§ TASK GOAL: Each line below that holds the string "pushed" counts once; report the total and nothing else.

§ SUPPLIED DATA:
//! Client-side mirror of one shared state.
//!
//! A [`Mirror`] caches the server's data for one named object. Local data only ever
//! changes to something the server sent: the snapshot returned on connect, the
//! post-write root acknowledging a [`set`](Mirror::set), or an update pushed after
//! any subscriber's write. Writes are never applied optimistically, so a rejected
//! write leaves the mirror untouched.
//!
//! Every snapshot the server sends carries the object's version. An acknowledgement
//! or update older than the data already held is ignored, so responses and updates
//! racing on different tasks cannot roll the mirror back.
//!
//! Listeners are registered per event name and fire in registration order:
//!
//! - `sync` when the initial snapshot is installed
//! - `change` for every pushed update
//!
//! ```rust,no_run
//! # async fn example(registry: sharedstate::Registry) -> sharedstate::Result<()> {
//! use std::sync::Arc;
//!
//! use serde_json::json;
//! use sharedstate::{Mirror, constants::CHANGE_EVENT, transport::memory::MemoryTransport};
//!
//! let mirror = Mirror::new("/foo");
//! mirror.on(CHANGE_EVENT, |event| println!("{:?} changed", event.changed_path));
//! mirror.connect(Arc::new(MemoryTransport::connect(&registry))).await?;
//! mirror.set("person.name", json!("Ada")).await?;
//! # Ok(())
//! # }
//! ```

use std::sync::{Arc, Mutex, RwLock};

use serde_json::{Map, Value};
use tokio::{sync::broadcast::error::RecvError, task::JoinHandle};
use tracing::{debug, warn};

use crate::{
    Result,
    constants::{CHANGE_EVENT, SYNC_EVENT},
    path::{self, Path},
    protocol::{Snapshot, UpdateNotification},
    transport::ClientTransport,
};

mod errors;
mod listeners;

pub use errors::MirrorError;
pub use listeners::{ChangeEvent, Listener, ListenerId, Listeners};

struct MirrorInner {
    name: String,
    replica: RwLock<Snapshot>,
    listeners: Mutex<Listeners>,
}

impl MirrorInner {
    fn install(&self, snapshot: Snapshot) {
        *self.replica.write().unwrap() = snapshot;
    }

    /// Install `data` unless the replica already holds version `version` or later
    /// (`or_equal` also accepts an equal version). Returns whether it was installed.
    fn install_if_newer(&self, data: &Value, version: u64, or_equal: bool) -> bool {
        let mut replica = self.replica.write().unwrap();
        if version < replica.version || (version == replica.version && !or_equal) {
            return false;
        }
        *replica = Snapshot::new(data.clone(), version);
        true
    }

    fn apply_update(&self, update: UpdateNotification) {
        // Updates arrive in version order, so an equal version is this mirror's own
        // acknowledged write being echoed and still counts as a change.
        if !self.install_if_newer(&update.data, update.version, true) {
            debug!(
                name = %self.name,
                version = update.version,
                "Ignoring stale update"
            );
            return;
        }
        debug!(
            name = %self.name,
            path = ?update.changed_path,
            version = update.version,
            "Applied update"
        );
        self.emit(
            CHANGE_EVENT,
            &ChangeEvent {
                name: update.name,
                changed_path: update.changed_path,
                data: update.data,
            },
        );
    }

    fn emit(&self, event: &str, payload: &ChangeEvent) {
        // Listeners run outside the lock so they may register or remove listeners.
        let listeners = self.listeners.lock().unwrap().snapshot(event);
        for listener in listeners {
            listener(payload);
        }
    }
}

/// Cached replica of one named shared state.
pub struct Mirror {
    inner: Arc<MirrorInner>,
    transport: Mutex<Option<Arc<dyn ClientTransport>>>,
    updates_task: Mutex<Option<JoinHandle<()>>>,
}

impl std::fmt::Debug for Mirror {
    fn fmt(&self, f: &mut std::fmt::Formatter<'_>) -> std::fmt::Result {
        f.debug_struct("Mirror")
            .field("name", &self.inner.name)
            .field("replica", &*self.inner.replica.read().unwrap())
            .field("connected", &self.is_connected())
            .finish()
    }
}

impl Mirror {
    /// Create a disconnected mirror of `name` holding an empty mapping.
    pub fn new(name: impl Into<String>) -> Self {
        Self {
            inner: Arc::new(MirrorInner {
                name: name.into(),
                replica: RwLock::new(Snapshot::new(Value::Object(Map::new()), 0)),
                listeners: Mutex::new(Listeners::new()),
            }),
            transport: Mutex::new(None),
            updates_task: Mutex::new(None),
        }
    }

    /// Name of the mirrored object.
    pub fn name(&self) -> &str {
        &self.inner.name
    }

    /// Connect through `transport`, creating the object on the server if needed.
    ///
    /// Resolves once the initial snapshot is installed, and returns it.
    pub async fn connect(&self, transport: Arc<dyn ClientTransport>) -> Result<Value> {
        self.connect_with(transport, true).await
    }

    /// Connect through `transport`.
    ///
    /// # Errors
    /// - [`MirrorError::AlreadyConnected`] if this mirror already has a transport
    /// - `ObjectNotFound` from the server when the object is missing and
    ///   `create_if_missing` is false
    /// - transport errors if the connection fails before the snapshot arrives
    pub async fn connect_with(
        &self,
        transport: Arc<dyn ClientTransport>,
        create_if_missing: bool,
    ) -> Result<Value> {
        if self.transport.lock().unwrap().is_some() {
            return Err(MirrorError::AlreadyConnected {
                name: self.inner.name.clone(),
            }
            .into());
        }

        // Subscribe first so no update sent after the snapshot can be missed.
        let mut updates = transport.subscribe_updates();
        let snapshot = transport
            .connect_snapshot(&self.inner.name, create_if_missing)
            .await?;
        let data = snapshot.data.clone();

        {
            let mut slot = self.transport.lock().unwrap();
            if slot.is_some() {
                return Err(MirrorError::AlreadyConnected {
                    name: self.inner.name.clone(),
                }
                .into());
            }
            *slot = Some(transport.clone());
        }
        debug!(
            name = %self.inner.name,
            transport = transport.transport_type(),
            version = snapshot.version,
            "Mirror synchronised"
        );
        self.inner.install(snapshot);
        self.inner.emit(
            SYNC_EVENT,
            &ChangeEvent {
                name: self.inner.name.clone(),
                changed_path: None,
                data: data.clone(),
            },
        );

        let inner = self.inner.clone();
        let task = tokio::spawn(async move {
            loop {
                match updates.recv().await {
                    Ok(update) if update.name == inner.name => inner.apply_update(update),
                    Ok(_) => {}
                    Err(RecvError::Lagged(skipped)) => {
                        warn!(name = %inner.name, skipped, "Mirror fell behind; skipped updates");
                    }
                    Err(RecvError::Closed) => break,
                }
            }
            debug!(name = %inner.name, "Mirror update stream ended");
        });
        if let Some(previous) = self.updates_task.lock().unwrap().replace(task) {
            previous.abort();
        }
        Ok(data)
    }

    /// Write `value` at `path` on the server.
    ///
    /// On success local data is replaced with the server's post-write root, which
    /// is also returned, unless a newer update has already been applied. On failure
    /// local data is unchanged.
    pub async fn set(&self, path: impl AsRef<Path>, value: Value) -> Result<Value> {
        let transport = self.transport()?;
        let snapshot = transport
            .write_snapshot(&self.inner.name, path.as_ref(), value)
            .await?;
        if !self.inner.install_if_newer(&snapshot.data, snapshot.version, false) {
            debug!(
                name = %self.inner.name,
                version = snapshot.version,
                "Acknowledgement already superseded by an update"
            );
        }
        Ok(snapshot.data)
    }

    /// Replace the whole object on the server.
    pub async fn replace(&self, value: Value) -> Result<Value> {
        self.set(Path::root(), value).await
    }

    /// Snapshot of the local data.
    pub fn data(&self) -> Value {
        self.inner.replica.read().unwrap().data.clone()
    }

    /// Version of the local data, as assigned by the server.
    pub fn version(&self) -> u64 {
        self.inner.replica.read().unwrap().version
    }

    /// Read the local value at `path`.
    pub fn get(&self, path: impl AsRef<Path>) -> Result<Value> {
        let replica = self.inner.replica.read().unwrap();
        Ok(path::read(&replica.data, path)?.clone())
    }

    /// Check whether the mirror has a transport that is still open.
    pub fn is_connected(&self) -> bool {
        self.transport
            .lock()
            .unwrap()
            .as_ref()
            .is_some_and(|t| !t.is_closed())
    }

    /// Stop following updates and release the transport. Local data is kept.
    ///
    /// Returns whether the mirror was connected.
    pub fn disconnect(&self) -> bool {
        if let Some(task) = self.updates_task.lock().unwrap().take() {
            task.abort();
        }
        self.transport.lock().unwrap().take().is_some()
    }

    /// Register a listener for `event`.
    pub fn on<F>(&self, event: &str, listener: F) -> ListenerId
    where
        F: Fn(&ChangeEvent) + Send + Sync + 'static,
    {
        self.inner
            .listeners
            .lock()
            .unwrap()
            .add(event, Arc::new(listener))
    }

    /// Remove a listener. Returns whether it was registered.
    pub fn remove_listener(&self, event: &str, id: ListenerId) -> bool {
        self.inner.listeners.lock().unwrap().remove(event, id)
    }

    /// Remove every listener for `event`, or for every event when `None`.
    pub fn remove_all_listeners(&self, event: Option<&str>) {
        self.inner.listeners.lock().unwrap().remove_all(event);
    }

    /// Number of listeners registered for `event`.
    pub fn listener_count(&self, event: &str) -> usize {
        self.inner.listeners.lock().unwrap().count(event)
    }

    fn transport(&self) -> Result<Arc<dyn ClientTransport>> {
        self.transport
            .lock()
            .unwrap()
            .clone()
            .filter(|t| !t.is_closed())
            .ok_or_else(|| {
                MirrorError::NotConnected {
                    name: self.inner.name.clone(),
                }
                .into()
            })
    }
}

impl Drop for Mirror {
    fn drop(&mut self) {
        if let Some(task) = self.updates_task.lock().unwrap().take() {
            task.abort();
        }
    }
}
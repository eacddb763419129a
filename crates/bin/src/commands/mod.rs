pub mod client;
pub mod health;
pub mod objects;
pub mod serve;
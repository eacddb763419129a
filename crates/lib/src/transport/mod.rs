//! Transport abstractions for shared state communication.
//!
//! The server side sees each client as a [`Connection`]: an identity plus a
//! non-blocking way to push updates. The client side talks to the server through a
//! [`ClientTransport`]: request/response plus a stream of pushed updates.
//!
//! Implementations must deliver messages in order per connection and report a
//! departure to the [`Registry`](crate::Registry) exactly once when a connection
//! closes, whether it closed cleanly or not.

use std::{fmt, str::FromStr};

use async_trait::async_trait;
use serde::{Deserialize, Serialize};
use serde_json::Value;
use tokio::sync::broadcast;
use uuid::Uuid;

use crate::{
    Result,
    path::Path,
    protocol::{Request, Response, Snapshot, UpdateNotification},
};

mod errors;
pub mod memory;
pub mod shared;
#[cfg(feature = "tcp")]
pub mod tcp;

pub use errors::TransportError;

/// Identity of one connection, unique for the lifetime of the process.
#[derive(Debug, Clone, PartialEq, Eq, Hash, PartialOrd, Ord, Serialize, Deserialize)]
#[serde(transparent)]
pub struct ConnectionId(Uuid);

impl ConnectionId {
    /// Generate a fresh connection id.
    pub fn new() -> Self {
        Self(Uuid::new_v4())
    }
}

impl Default for ConnectionId {
    fn default() -> Self {
        Self::new()
    }
}

impl fmt::Display for ConnectionId {
    fn fmt(&self, f: &mut fmt::Formatter<'_>) -> fmt::Result {
        write!(f, "{}", self.0)
    }
}

impl FromStr for ConnectionId {
    type Err = uuid::Error;

    fn from_str(s: &str) -> std::result::Result<Self, Self::Err> {
        Ok(Self(Uuid::parse_str(s)?))
    }
}

/// Server-side handle for one connected client.
///
/// Subscribers of a shared state are connections. Sending must not block: it is
/// called while the shared state is locked, once per subscriber per write.
pub trait Connection: Send + Sync {
    /// The identity of this connection.
    fn id(&self) -> &ConnectionId;

    /// Queue an update for delivery to this connection.
    ///
    /// # Errors
    /// Returns [`TransportError::DeliveryFailed`] if the update cannot be queued.
    /// The caller logs the failure and carries on with the remaining subscribers.
    fn send_update(&self, update: &UpdateNotification) -> Result<()>;
}

/// Client-side view of a connection to the server.
#[async_trait]
pub trait ClientTransport: Send + Sync {
    /// Get the transport type identifier (e.g. "memory", "tcp").
    fn transport_type(&self) -> &'static str;

    /// Send a request and wait for its response.
    ///
    /// There is no timeout; callers that need one wrap this future.
    async fn request(&self, request: Request) -> Result<Response>;

    /// Receive every update pushed down this connection from now on.
    fn subscribe_updates(&self) -> broadcast::Receiver<UpdateNotification>;

    /// Check whether the connection has closed.
    fn is_closed(&self) -> bool;

    /// Subscribe to a named object and return its current versioned data.
    async fn connect_snapshot(&self, name: &str, create_if_missing: bool) -> Result<Snapshot> {
        self.request(Request::connect(name, create_if_missing))
            .await?
            .into_result()
    }

    /// Write into a named object and return the server's post-write snapshot.
    async fn write_snapshot(&self, name: &str, path: &Path, value: Value) -> Result<Snapshot> {
        self.request(Request::write(name, path, value))
            .await?
            .into_result()
    }

    /// Subscribe to a named object and return its current data.
    async fn connect_object(&self, name: &str, create_if_missing: bool) -> Result<Value> {
        Ok(self.connect_snapshot(name, create_if_missing).await?.data)
    }

    /// Write into a named object and return the server's post-write data.
    async fn write_object(&self, name: &str, path: &Path, value: Value) -> Result<Value> {
        Ok(self.write_snapshot(name, path, value).await?.data)
    }
}
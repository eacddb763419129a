//! Tests for SharedState writes, subscriptions and broadcast.

use std::sync::Arc;

use serde_json::json;
use sharedstate::{
    SharedState,
    config::EchoPolicy,
    path::PathBuf,
    state::{BroadcastReport, Lifecycle},
    transport::Connection,
};

use crate::helpers::{FailingConnection, RecordingConnection};

#[test]
fn test_read_root_and_path() {
    let state = SharedState::new("/foo");
    state.write_path("person.name", json!("Ada"), None).unwrap();

    assert_eq!(state.read_root().unwrap(), json!({ "person": { "name": "Ada" } }));
    assert_eq!(state.read_path("person.name").unwrap(), json!("Ada"));
    assert!(state.read_path("person.age").unwrap_err().is_not_found());
}

#[test]
fn test_write_returns_post_write_root() {
    let state = SharedState::new("/foo");
    state.write_path("a", json!(1), None).unwrap();
    let root = state.write_path("b.c", json!(2), None).unwrap();
    assert_eq!(root, json!({ "a": 1, "b": { "c": 2 } }));
}

#[test]
fn test_replace_root() {
    let state = SharedState::new("/foo");
    state.write_path("a", json!(1), None).unwrap();
    let root = state.replace_root(json!({ "fresh": true }), None).unwrap();
    assert_eq!(root, json!({ "fresh": true }));
    assert_eq!(state.read_root().unwrap(), json!({ "fresh": true }));
}

#[test]
fn test_failed_write_changes_nothing_and_notifies_nobody() {
    let state = SharedState::new("/foo");
    let conn = RecordingConnection::new();
    state.subscribe(conn.clone()).unwrap();
    state.write_path("person.age", json!(40), None).unwrap();
    let before = state.read_root().unwrap();

    let err = state
        .write_path("person.age.fake", json!("30"), None)
        .unwrap_err();
    assert!(err.is_invalid_path());
    assert_eq!(err.to_string(), "Invalid property: 'person.age.fake'");
    assert_eq!(state.read_root().unwrap(), before);
    assert_eq!(state.read_path("person.age").unwrap(), json!(40));
    assert_eq!(conn.received_count(), 1);
}

#[test]
fn test_subscribe_is_idempotent() {
    let state = SharedState::new("/foo");
    let conn = RecordingConnection::new();
    state
        .subscribe(conn.clone())
        .unwrap()
        .subscribe(conn.clone())
        .unwrap();
    assert_eq!(state.subscriber_count(), 1);

    state.write_path("a", json!(1), None).unwrap();
    assert_eq!(conn.received_count(), 1);
}

#[test]
fn test_unsubscribe() {
    let state = SharedState::new("/foo");
    let conn = RecordingConnection::new();
    state.subscribe(conn.clone()).unwrap();

    assert!(state.unsubscribe(conn.id()));
    assert!(!state.unsubscribe(conn.id()));
    assert!(!state.is_subscribed(conn.id()));

    state.write_path("a", json!(1), None).unwrap();
    assert_eq!(conn.received_count(), 0);
}

#[test]
fn test_broadcast_reaches_every_subscriber_in_order() {
    let state = SharedState::new("/foo");
    let conns: Vec<_> = (0..3).map(|_| RecordingConnection::new()).collect();
    for conn in &conns {
        state.subscribe(conn.clone()).unwrap();
    }
    let expected: Vec<_> = conns.iter().map(|c| c.id().clone()).collect();
    assert_eq!(state.subscriber_ids(), expected);

    state.write_path("foo.bar", json!("baz"), None).unwrap();

    for conn in &conns {
        let received = conn.received();
        assert_eq!(received.len(), 1);
        assert_eq!(received[0].name, "/foo");
        assert_eq!(received[0].changed_path, Some(PathBuf::from("foo.bar")));
        assert_eq!(received[0].data, json!({ "foo": { "bar": "baz" } }));
    }
}

#[test]
fn test_root_replacement_has_no_changed_path() {
    let state = SharedState::new("/foo");
    let conn = RecordingConnection::new();
    state.subscribe(conn.clone()).unwrap();
    state.replace_root(json!([1, 2]), None).unwrap();
    assert_eq!(conn.received()[0].changed_path, None);
    assert_eq!(conn.received()[0].data, json!([1, 2]));
}

#[test]
fn test_delivery_failure_is_isolated() {
    let state = SharedState::new("/foo");
    let before = RecordingConnection::new();
    let failing = FailingConnection::new();
    let after = RecordingConnection::new();
    state.subscribe(before.clone()).unwrap();
    state.subscribe(failing.clone()).unwrap();
    state.subscribe(after.clone()).unwrap();

    let root = state.write_path("a", json!(1), None).unwrap();
    assert_eq!(root, json!({ "a": 1 }));
    assert_eq!(before.received_count(), 1);
    assert_eq!(after.received_count(), 1);

    let report = state.broadcast("a", None).unwrap();
    assert_eq!(
        report,
        BroadcastReport {
            delivered: 2,
            skipped: 0,
            failed: vec![failing.id().clone()],
        }
    );
}

#[test]
fn test_exclude_origin_skips_writer() {
    let state = SharedState::with_echo("/foo", EchoPolicy::ExcludeOrigin);
    let writer = RecordingConnection::new();
    let reader = RecordingConnection::new();
    state.subscribe(writer.clone()).unwrap();
    state.subscribe(reader.clone()).unwrap();

    state.write_path("a", json!(1), Some(writer.id())).unwrap();
    assert_eq!(writer.received_count(), 0);
    assert_eq!(reader.received_count(), 1);
    assert_eq!(reader.received()[0].origin.as_ref(), Some(writer.id()));

    let report = state.broadcast("a", Some(writer.id())).unwrap();
    assert_eq!(report.delivered, 1);
    assert_eq!(report.skipped, 1);
}

#[test]
fn test_include_origin_echoes_writer() {
    let state = SharedState::new("/foo");
    let writer = RecordingConnection::new();
    state.subscribe(writer.clone()).unwrap();
    state.write_path("a", json!(1), Some(writer.id())).unwrap();
    assert_eq!(writer.received_count(), 1);
}

#[test]
fn test_lifecycle() {
    let state = SharedState::new("/foo");
    assert_eq!(state.lifecycle(), Lifecycle::Created);
    let conn: Arc<dyn Connection> = RecordingConnection::new();
    state.subscribe(conn.clone()).unwrap();
    assert_eq!(state.lifecycle(), Lifecycle::Active);
    state.unsubscribe(conn.id());
    assert_eq!(state.lifecycle(), Lifecycle::Created);
}

#[test]
fn test_concurrent_writers_see_consistent_broadcasts() {
    let state = Arc::new(SharedState::new("/foo"));
    let conn = RecordingConnection::new();
    state.subscribe(conn.clone()).unwrap();

    let handles: Vec<_> = (0..8)
        .map(|i| {
            let state = state.clone();
            std::thread::spawn(move || {
                for j in 0..25 {
                    state
                        .write_path(format!("w{i}.n{j}"), json!(j), None)
                        .unwrap();
                }
            })
        })
        .collect();
    for handle in handles {
        handle.join().unwrap();
    }

    let received = conn.received();
    assert_eq!(received.len(), 200);
    assert_eq!(received.last().unwrap().data, state.read_root().unwrap());
}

§ OUTPUT BELOW: 4